Transcribe the data exactly, stopping after the "schema version 0." line.
### EXTRACTED DATA ###
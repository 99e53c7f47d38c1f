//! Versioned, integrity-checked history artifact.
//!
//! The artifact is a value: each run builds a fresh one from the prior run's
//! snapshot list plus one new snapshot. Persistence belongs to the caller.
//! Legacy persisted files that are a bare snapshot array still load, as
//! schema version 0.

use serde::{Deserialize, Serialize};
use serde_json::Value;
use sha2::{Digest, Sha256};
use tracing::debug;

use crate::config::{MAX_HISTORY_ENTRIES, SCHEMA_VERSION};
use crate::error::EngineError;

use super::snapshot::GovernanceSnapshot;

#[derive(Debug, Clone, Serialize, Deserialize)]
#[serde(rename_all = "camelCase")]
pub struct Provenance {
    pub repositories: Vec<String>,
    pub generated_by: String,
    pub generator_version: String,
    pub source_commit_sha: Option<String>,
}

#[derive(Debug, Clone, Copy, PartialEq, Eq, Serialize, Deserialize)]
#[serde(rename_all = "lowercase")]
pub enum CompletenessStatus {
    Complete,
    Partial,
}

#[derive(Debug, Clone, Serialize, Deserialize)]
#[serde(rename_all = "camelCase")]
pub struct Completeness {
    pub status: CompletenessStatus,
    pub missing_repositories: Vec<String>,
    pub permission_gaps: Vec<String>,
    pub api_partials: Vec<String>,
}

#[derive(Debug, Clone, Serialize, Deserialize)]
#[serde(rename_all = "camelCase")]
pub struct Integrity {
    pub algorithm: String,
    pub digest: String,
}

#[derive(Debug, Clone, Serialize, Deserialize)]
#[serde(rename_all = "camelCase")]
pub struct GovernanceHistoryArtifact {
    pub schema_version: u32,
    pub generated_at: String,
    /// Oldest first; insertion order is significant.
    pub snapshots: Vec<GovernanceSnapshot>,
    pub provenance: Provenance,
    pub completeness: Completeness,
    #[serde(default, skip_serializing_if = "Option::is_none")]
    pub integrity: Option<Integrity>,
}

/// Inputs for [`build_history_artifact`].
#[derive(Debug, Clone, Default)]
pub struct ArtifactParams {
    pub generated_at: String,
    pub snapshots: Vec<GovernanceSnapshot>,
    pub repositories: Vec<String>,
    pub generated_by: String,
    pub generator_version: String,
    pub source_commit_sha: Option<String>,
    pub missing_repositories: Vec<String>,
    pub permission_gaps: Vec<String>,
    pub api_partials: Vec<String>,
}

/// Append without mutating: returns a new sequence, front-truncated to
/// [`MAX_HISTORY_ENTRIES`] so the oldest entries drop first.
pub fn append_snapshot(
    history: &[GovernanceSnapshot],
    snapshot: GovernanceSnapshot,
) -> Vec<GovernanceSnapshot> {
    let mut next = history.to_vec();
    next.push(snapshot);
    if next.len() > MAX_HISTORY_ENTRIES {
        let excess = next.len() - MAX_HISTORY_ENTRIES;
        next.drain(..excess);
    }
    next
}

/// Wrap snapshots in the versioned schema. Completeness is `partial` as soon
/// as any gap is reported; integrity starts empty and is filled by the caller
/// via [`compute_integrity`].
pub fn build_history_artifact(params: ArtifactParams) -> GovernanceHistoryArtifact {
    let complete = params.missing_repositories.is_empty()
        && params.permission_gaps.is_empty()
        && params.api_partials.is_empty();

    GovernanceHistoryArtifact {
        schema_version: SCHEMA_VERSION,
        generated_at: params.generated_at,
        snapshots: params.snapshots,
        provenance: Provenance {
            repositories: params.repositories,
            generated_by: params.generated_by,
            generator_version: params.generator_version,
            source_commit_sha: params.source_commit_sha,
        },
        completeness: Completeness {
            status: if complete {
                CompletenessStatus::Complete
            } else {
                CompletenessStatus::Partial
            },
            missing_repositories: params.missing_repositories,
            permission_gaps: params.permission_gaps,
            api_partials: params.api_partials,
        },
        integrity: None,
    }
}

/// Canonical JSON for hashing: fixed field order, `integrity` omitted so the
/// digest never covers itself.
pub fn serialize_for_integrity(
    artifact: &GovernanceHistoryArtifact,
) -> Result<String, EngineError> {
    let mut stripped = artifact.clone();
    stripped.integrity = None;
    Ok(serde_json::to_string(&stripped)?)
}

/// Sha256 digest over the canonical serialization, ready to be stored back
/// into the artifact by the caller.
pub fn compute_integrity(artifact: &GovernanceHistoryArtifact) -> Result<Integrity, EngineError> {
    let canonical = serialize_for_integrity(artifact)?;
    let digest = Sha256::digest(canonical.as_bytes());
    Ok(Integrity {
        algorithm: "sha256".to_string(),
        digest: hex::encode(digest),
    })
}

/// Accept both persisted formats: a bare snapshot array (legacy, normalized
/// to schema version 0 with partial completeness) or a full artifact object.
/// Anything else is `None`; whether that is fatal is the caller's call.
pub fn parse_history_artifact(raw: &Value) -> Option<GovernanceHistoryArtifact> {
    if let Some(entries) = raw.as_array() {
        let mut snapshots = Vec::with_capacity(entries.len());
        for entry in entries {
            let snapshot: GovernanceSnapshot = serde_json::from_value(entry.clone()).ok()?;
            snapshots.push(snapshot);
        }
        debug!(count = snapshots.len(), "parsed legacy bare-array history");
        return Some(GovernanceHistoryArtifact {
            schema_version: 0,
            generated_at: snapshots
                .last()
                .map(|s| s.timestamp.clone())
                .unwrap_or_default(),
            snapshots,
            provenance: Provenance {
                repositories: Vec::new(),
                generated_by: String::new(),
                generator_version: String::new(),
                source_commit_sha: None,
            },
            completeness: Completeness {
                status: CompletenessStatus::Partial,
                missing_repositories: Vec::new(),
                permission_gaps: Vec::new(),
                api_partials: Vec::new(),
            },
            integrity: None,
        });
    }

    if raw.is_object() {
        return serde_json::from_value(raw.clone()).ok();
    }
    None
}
###
OUTPUT BELOW ▸
repository 99e53c7f47d38c1f
//! Versioned, integrity-checked history artifact.
//!
//! The artifact is a value: each run builds a fresh one from the prior run's
//! snapshot list plus one new snapshot. Persistence belongs to the caller.
//! Legacy persisted files that are a bare snapshot array still load, as
//! schema version 0.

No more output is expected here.